Exercise instructions - Whenever the string "DeserializeOwned" turns up in a line of the data below, copy that line.
● ● ● ● ●
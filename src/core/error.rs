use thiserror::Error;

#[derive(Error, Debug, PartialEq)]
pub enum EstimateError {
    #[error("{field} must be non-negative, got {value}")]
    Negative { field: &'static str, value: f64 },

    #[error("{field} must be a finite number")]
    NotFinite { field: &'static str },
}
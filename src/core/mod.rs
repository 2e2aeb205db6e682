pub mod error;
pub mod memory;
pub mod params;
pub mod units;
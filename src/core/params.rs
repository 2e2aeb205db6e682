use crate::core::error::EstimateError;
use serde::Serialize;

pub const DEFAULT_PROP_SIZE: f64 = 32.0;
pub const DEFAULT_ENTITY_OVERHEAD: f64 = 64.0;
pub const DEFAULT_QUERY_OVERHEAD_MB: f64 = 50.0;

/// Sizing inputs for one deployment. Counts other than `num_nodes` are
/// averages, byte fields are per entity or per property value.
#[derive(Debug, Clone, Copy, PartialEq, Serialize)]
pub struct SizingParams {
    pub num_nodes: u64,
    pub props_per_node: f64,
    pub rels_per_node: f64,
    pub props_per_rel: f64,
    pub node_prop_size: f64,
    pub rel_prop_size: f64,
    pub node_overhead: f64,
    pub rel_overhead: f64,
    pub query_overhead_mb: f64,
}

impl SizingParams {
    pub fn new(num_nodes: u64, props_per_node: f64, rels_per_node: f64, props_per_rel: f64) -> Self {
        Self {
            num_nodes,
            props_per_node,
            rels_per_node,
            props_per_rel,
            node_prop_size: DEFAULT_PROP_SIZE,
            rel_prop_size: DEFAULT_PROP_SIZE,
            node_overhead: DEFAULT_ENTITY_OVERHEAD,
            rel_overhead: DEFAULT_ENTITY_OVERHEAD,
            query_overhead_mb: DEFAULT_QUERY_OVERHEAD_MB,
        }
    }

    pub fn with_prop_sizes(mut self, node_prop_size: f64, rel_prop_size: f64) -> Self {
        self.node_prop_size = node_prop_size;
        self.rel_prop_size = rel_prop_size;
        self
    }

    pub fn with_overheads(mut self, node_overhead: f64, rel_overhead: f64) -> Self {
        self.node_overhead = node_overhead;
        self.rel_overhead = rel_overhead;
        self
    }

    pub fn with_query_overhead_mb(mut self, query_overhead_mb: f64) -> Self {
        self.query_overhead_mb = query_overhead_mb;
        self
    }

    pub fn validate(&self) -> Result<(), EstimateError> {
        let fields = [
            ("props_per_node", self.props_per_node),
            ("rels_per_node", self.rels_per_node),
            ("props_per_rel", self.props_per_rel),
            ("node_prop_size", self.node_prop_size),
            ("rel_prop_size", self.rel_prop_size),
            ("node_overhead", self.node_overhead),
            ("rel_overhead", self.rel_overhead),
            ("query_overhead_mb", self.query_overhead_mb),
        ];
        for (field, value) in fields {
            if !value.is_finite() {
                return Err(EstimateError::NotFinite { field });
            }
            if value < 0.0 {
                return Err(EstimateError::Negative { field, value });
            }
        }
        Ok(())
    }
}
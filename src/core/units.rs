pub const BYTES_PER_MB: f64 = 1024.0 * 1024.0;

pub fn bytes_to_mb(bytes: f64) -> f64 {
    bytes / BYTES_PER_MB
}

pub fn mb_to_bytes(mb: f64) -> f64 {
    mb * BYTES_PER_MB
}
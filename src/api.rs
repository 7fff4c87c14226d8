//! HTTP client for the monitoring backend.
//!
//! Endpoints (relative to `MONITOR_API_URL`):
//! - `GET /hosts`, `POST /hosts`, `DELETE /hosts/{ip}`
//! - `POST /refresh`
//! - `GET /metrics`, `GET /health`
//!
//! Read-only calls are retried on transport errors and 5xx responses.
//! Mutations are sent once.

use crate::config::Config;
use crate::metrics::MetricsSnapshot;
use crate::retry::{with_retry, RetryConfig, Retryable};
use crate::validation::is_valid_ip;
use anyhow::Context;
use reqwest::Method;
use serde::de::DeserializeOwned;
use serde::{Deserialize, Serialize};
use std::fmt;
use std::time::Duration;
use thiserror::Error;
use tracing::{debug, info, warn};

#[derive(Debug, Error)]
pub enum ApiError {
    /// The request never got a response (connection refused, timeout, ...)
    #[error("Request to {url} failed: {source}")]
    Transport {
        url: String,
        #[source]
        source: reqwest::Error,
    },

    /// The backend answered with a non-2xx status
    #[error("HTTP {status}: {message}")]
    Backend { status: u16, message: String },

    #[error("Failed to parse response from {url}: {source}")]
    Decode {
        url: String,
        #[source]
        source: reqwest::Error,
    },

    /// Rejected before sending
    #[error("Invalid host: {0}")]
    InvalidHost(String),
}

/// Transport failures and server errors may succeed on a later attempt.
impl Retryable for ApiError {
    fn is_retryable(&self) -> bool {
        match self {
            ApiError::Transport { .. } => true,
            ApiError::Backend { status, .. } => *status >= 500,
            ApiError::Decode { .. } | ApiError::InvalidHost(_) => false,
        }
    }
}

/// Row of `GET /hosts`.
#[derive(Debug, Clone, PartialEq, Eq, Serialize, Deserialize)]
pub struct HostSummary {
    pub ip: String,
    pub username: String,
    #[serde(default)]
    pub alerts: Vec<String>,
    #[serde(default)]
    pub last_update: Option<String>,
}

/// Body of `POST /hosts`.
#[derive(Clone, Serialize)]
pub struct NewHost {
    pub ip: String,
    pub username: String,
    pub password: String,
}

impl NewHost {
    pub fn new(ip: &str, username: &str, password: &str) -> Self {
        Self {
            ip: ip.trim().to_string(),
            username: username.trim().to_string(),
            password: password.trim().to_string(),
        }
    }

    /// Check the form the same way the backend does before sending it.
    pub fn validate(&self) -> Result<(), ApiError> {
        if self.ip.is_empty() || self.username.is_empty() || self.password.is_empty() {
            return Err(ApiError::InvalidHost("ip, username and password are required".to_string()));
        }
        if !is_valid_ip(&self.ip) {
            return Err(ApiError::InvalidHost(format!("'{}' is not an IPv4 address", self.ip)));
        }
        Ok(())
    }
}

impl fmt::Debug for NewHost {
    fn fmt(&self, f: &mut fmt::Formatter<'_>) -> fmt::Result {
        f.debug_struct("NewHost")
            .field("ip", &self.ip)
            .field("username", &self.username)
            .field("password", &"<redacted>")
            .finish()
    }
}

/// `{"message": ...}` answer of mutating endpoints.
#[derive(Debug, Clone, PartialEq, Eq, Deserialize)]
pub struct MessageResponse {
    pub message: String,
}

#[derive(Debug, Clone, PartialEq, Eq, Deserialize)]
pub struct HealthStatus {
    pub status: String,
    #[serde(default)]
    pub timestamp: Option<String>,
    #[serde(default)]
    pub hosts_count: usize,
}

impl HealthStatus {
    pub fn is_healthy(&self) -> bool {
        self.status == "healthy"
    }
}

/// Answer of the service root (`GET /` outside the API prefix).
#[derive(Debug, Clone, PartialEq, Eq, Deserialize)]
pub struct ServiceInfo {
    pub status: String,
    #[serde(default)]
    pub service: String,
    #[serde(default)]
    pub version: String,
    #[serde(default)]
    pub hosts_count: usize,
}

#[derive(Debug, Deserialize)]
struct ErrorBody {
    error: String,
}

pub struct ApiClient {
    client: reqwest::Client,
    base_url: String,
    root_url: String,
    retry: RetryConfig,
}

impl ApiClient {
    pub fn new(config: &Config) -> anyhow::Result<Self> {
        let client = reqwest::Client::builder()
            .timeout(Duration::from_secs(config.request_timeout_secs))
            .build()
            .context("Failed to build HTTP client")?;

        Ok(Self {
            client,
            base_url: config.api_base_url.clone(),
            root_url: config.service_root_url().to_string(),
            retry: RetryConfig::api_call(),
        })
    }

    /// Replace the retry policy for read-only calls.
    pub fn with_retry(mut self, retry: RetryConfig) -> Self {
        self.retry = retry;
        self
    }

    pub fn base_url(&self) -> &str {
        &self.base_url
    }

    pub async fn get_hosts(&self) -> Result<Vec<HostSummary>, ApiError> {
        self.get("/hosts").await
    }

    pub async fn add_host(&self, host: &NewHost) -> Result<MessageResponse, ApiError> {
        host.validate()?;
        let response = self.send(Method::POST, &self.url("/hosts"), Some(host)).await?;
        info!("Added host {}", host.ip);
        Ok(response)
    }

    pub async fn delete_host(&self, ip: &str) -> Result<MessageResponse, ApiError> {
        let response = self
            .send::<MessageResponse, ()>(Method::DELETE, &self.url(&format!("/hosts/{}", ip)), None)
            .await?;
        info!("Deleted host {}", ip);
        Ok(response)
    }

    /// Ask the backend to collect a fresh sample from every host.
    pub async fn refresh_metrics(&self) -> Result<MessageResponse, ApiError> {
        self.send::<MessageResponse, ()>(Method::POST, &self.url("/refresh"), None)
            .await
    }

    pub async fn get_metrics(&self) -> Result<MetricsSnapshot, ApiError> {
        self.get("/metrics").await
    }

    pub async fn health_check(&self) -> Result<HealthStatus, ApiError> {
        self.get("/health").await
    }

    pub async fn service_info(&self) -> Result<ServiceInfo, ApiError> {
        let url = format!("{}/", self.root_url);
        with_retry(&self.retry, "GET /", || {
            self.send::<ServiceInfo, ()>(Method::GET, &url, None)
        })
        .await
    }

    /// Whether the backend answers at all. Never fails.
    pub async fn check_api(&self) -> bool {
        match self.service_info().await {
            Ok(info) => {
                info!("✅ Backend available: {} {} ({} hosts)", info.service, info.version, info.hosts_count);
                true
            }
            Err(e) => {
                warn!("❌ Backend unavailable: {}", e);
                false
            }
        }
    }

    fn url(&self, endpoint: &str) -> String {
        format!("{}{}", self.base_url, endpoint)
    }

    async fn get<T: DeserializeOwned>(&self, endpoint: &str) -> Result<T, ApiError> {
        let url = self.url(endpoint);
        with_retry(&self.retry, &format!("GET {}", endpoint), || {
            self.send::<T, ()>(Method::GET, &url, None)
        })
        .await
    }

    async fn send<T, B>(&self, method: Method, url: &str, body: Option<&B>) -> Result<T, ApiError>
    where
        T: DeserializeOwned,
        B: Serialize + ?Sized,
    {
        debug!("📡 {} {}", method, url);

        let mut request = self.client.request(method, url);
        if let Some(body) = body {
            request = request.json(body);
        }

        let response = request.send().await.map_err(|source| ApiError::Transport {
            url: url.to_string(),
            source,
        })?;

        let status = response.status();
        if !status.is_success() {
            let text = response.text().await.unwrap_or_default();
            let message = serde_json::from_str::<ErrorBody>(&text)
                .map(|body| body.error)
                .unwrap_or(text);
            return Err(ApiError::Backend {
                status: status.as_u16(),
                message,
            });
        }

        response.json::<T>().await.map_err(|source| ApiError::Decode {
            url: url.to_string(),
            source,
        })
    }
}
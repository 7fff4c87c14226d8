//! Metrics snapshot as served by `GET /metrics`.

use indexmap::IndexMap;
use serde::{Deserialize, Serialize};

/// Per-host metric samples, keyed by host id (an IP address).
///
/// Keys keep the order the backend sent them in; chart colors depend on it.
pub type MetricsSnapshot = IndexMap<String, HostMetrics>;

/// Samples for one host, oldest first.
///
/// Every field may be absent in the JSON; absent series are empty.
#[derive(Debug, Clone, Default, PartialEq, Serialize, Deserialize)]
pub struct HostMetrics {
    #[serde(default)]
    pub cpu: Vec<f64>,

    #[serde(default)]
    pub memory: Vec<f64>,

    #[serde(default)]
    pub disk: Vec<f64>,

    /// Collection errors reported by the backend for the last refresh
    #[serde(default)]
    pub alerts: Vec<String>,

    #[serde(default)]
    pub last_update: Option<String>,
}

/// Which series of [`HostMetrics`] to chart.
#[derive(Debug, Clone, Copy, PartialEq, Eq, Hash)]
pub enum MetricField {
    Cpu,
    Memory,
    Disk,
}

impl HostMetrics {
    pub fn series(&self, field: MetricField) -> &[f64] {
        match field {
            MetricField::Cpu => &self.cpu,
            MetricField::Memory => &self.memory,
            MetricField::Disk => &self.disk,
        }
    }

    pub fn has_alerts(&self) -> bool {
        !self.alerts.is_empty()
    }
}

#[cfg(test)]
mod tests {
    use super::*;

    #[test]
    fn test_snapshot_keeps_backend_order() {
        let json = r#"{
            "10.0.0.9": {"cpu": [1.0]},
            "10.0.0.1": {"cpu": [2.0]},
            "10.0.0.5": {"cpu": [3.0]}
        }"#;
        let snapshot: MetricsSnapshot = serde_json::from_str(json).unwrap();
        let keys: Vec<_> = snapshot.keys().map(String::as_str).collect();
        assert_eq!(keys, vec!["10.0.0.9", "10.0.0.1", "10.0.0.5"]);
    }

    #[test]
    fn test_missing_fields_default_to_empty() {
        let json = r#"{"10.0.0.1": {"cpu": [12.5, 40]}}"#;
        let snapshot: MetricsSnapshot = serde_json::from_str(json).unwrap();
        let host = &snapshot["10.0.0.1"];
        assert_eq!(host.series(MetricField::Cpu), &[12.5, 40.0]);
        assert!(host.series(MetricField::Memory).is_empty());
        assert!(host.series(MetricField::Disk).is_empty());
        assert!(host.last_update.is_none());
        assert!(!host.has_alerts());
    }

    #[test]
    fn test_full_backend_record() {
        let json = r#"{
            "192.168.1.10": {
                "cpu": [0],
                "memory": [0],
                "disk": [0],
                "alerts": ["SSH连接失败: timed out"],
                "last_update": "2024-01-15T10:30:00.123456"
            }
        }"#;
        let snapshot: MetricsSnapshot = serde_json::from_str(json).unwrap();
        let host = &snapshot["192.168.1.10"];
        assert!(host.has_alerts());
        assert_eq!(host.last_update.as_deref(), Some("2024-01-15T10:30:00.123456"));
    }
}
● ● ● ● ●
Answer to the problem -
use serde::de::DeserializeOwned;
    async fn get<T: DeserializeOwned>(&self, endpoint: &str) -> Result<T, ApiError> {
        T: DeserializeOwned,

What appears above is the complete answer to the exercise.